*Supplied entries:*
══════

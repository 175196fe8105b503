use std::{env, net::SocketAddr};

use url::Url;

use crate::error::AppError;

pub const DEFAULT_PUSH_GATEWAY: &str = "https://exp.host/--/api/v2/push/send";

#[derive(Debug, Clone)]
pub struct AppConfig {
    pub database_url: String,
    pub listen_addr: SocketAddr,
    /// Base URL of the object-store HTTP API, e.g. `https://acme.example.co/storage/v1`.
    pub object_store_url: String,
    pub bucket: String,
    /// Bearer token for the object store; empty means unauthenticated (tests).
    pub object_store_key: String,
    pub push_gateway_url: String,
}

impl AppConfig {
    pub fn from_env() -> Result<Self, AppError> {
        let database_url =
            env::var("DATABASE_URL").unwrap_or_else(|_| "sqlite://tripdesk.db".to_string());
        let listen_addr: SocketAddr = env::var("APP_LISTEN_ADDR")
            .unwrap_or_else(|_| "127.0.0.1:3000".to_string())
            .parse()
            .map_err(|err| AppError::Config(format!("invalid APP_LISTEN_ADDR: {err}")))?;

        let object_store_url = env::var("OBJECT_STORE_URL")
            .map_err(|_| AppError::Config("OBJECT_STORE_URL must be set".into()))?;
        Url::parse(&object_store_url)
            .map_err(|err| AppError::Config(format!("invalid OBJECT_STORE_URL: {err}")))?;
        let bucket =
            env::var("OBJECT_STORE_BUCKET").unwrap_or_else(|_| "trip-images".to_string());
        let object_store_key = env::var("OBJECT_STORE_KEY").unwrap_or_default();

        let push_gateway_url =
            env::var("PUSH_GATEWAY_URL").unwrap_or_else(|_| DEFAULT_PUSH_GATEWAY.to_string());
        Url::parse(&push_gateway_url)
            .map_err(|err| AppError::Config(format!("invalid PUSH_GATEWAY_URL: {err}")))?;

        Ok(Self {
            database_url,
            listen_addr,
            object_store_url,
            bucket,
            object_store_key,
            push_gateway_url,
        })
    }
}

══════

*About this task:* Please retype the top of the data exactly, down to and including the line that holds "Url::parse(&push_gateway_url)", and nothing further.

*Solution:*
repository 175196fe8105b503
use std::{env, net::SocketAddr};

use url::Url;

use crate::error::AppError;

pub const DEFAULT_PUSH_GATEWAY: &str = "https://exp.host/--/api/v2/push/send";

#[derive(Debug, Clone)]
pub struct AppConfig {
    pub database_url: String,
    pub listen_addr: SocketAddr,
    /// Base URL of the object-store HTTP API, e.g. `https://acme.example.co/storage/v1`.
    pub object_store_url: String,
    pub bucket: String,
    /// Bearer token for the object store; empty means unauthenticated (tests).
    pub object_store_key: String,
    pub push_gateway_url: String,
}

impl AppConfig {
    pub fn from_env() -> Result<Self, AppError> {
        let database_url =
            env::var("DATABASE_URL").unwrap_or_else(|_| "sqlite://tripdesk.db".to_string());
        let listen_addr: SocketAddr = env::var("APP_LISTEN_ADDR")
            .unwrap_or_else(|_| "127.0.0.1:3000".to_string())
            .parse()
            .map_err(|err| AppError::Config(format!("invalid APP_LISTEN_ADDR: {err}")))?;

        let object_store_url = env::var("OBJECT_STORE_URL")
            .map_err(|_| AppError::Config("OBJECT_STORE_URL must be set".into()))?;
        Url::parse(&object_store_url)
            .map_err(|err| AppError::Config(format!("invalid OBJECT_STORE_URL: {err}")))?;
        let bucket =
            env::var("OBJECT_STORE_BUCKET").unwrap_or_else(|_| "trip-images".to_string());
        let object_store_key = env::var("OBJECT_STORE_KEY").unwrap_or_default();

        let push_gateway_url =
            env::var("PUSH_GATEWAY_URL").unwrap_or_else(|_| DEFAULT_PUSH_GATEWAY.to_string());
        Url::parse(&push_gateway_url)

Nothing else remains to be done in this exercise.